• REQUIRED ACTION
Can you quote, word for word, every line from the first line of the records below through the line containing "same stale baseline.", and nothing else?

• THE INPUT
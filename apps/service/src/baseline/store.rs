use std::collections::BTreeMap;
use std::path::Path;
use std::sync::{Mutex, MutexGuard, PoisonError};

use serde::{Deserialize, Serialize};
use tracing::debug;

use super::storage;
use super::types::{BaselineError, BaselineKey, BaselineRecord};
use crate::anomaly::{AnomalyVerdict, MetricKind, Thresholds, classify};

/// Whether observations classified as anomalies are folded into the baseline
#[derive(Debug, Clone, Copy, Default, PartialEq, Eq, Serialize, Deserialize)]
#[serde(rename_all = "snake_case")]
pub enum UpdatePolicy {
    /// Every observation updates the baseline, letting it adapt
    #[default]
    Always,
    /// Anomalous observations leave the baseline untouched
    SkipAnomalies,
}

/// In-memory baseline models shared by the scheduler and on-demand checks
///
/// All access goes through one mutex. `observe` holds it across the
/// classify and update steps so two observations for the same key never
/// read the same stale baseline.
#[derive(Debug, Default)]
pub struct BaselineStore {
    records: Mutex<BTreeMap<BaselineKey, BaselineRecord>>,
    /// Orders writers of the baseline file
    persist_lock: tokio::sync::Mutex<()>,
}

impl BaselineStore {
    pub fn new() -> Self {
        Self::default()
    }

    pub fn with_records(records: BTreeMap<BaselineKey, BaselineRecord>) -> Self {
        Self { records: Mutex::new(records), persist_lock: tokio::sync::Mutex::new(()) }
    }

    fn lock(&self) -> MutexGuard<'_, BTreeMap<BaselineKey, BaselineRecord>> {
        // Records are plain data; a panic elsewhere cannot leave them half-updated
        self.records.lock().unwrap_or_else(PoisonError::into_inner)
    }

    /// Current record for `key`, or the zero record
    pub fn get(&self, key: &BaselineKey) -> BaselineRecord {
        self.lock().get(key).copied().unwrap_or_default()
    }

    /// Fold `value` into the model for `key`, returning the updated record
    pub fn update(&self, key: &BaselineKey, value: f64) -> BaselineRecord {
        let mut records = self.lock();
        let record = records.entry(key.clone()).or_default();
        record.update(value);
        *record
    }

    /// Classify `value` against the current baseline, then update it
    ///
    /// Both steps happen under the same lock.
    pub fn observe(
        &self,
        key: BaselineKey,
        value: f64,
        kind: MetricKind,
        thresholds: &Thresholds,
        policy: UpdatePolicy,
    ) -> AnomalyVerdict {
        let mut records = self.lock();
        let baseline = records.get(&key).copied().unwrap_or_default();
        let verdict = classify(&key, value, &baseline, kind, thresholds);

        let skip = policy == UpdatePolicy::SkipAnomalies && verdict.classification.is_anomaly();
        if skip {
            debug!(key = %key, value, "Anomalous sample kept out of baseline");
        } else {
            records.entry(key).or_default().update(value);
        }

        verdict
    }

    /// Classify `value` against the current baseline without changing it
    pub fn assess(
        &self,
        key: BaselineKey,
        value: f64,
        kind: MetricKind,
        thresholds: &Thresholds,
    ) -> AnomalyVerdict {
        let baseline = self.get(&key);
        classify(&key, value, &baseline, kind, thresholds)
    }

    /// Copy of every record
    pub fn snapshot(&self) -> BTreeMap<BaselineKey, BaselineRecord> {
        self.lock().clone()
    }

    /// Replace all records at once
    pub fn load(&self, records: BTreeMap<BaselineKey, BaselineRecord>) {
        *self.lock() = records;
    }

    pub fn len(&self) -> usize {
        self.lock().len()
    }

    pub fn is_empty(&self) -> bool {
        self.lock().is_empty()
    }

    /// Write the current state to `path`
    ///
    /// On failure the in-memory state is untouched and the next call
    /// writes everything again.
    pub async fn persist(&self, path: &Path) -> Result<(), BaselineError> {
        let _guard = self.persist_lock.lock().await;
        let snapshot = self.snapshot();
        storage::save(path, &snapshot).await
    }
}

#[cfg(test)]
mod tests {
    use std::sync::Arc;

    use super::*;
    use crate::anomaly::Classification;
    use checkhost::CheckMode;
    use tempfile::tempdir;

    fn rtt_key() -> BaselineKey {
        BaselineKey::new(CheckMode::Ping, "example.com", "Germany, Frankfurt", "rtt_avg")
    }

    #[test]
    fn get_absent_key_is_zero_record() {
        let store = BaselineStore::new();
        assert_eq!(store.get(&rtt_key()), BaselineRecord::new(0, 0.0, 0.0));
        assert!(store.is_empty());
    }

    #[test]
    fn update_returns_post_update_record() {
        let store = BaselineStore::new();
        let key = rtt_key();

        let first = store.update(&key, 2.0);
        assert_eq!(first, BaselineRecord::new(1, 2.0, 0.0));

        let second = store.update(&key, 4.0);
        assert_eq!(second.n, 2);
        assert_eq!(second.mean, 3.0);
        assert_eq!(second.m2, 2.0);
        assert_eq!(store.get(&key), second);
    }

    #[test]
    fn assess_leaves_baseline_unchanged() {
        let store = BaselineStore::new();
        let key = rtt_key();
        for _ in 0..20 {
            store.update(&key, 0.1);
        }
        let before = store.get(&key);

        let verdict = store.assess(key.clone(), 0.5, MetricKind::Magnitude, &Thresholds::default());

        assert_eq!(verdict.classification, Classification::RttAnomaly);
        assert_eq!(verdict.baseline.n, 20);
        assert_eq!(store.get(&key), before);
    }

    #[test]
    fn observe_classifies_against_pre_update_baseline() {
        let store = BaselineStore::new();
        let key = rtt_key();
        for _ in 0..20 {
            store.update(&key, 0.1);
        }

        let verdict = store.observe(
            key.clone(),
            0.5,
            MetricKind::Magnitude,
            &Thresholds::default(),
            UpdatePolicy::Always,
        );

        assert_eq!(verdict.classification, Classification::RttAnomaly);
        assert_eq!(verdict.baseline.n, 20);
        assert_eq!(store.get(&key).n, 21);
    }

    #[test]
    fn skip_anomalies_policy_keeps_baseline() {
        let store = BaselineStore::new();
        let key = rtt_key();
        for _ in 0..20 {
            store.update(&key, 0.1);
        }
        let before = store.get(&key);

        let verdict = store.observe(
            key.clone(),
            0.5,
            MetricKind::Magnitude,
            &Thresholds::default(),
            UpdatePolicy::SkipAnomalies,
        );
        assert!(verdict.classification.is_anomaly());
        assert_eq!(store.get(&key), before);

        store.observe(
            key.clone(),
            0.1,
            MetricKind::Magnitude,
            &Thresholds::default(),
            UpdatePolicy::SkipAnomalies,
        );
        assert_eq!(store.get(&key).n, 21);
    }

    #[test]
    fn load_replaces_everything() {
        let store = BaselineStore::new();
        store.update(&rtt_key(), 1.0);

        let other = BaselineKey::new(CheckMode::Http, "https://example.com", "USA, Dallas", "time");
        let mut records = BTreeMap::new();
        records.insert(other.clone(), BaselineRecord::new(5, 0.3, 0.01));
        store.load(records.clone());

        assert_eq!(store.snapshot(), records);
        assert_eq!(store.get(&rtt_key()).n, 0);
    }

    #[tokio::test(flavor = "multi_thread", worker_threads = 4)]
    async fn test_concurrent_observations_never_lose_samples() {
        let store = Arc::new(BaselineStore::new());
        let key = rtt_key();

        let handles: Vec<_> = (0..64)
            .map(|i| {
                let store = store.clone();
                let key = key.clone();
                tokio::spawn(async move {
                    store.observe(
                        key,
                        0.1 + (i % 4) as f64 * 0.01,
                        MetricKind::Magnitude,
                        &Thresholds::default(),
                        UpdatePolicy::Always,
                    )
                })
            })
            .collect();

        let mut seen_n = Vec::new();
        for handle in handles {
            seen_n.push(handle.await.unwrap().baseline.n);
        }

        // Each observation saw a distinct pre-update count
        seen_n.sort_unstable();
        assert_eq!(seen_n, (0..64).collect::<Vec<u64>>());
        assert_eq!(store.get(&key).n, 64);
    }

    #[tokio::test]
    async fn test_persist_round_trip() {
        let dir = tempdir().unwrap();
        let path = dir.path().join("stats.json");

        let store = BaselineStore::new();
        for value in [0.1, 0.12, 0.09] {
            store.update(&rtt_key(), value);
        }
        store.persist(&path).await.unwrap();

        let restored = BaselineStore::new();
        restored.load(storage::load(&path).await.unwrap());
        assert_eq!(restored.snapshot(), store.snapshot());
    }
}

• SOLUTION FOR THIS PROBLEM
filename apps/service/src/baseline/store.rs
use std::collections::BTreeMap;
use std::path::Path;
use std::sync::{Mutex, MutexGuard, PoisonError};

use serde::{Deserialize, Serialize};
use tracing::debug;

use super::storage;
use super::types::{BaselineError, BaselineKey, BaselineRecord};
use crate::anomaly::{AnomalyVerdict, MetricKind, Thresholds, classify};

/// Whether observations classified as anomalies are folded into the baseline
#[derive(Debug, Clone, Copy, Default, PartialEq, Eq, Serialize, Deserialize)]
#[serde(rename_all = "snake_case")]
pub enum UpdatePolicy {
    /// Every observation updates the baseline, letting it adapt
    #[default]
    Always,
    /// Anomalous observations leave the baseline untouched
    SkipAnomalies,
}

/// In-memory baseline models shared by the scheduler and on-demand checks
///
/// All access goes through one mutex. `observe` holds it across the
/// classify and update steps so two observations for the same key never
/// read the same stale baseline.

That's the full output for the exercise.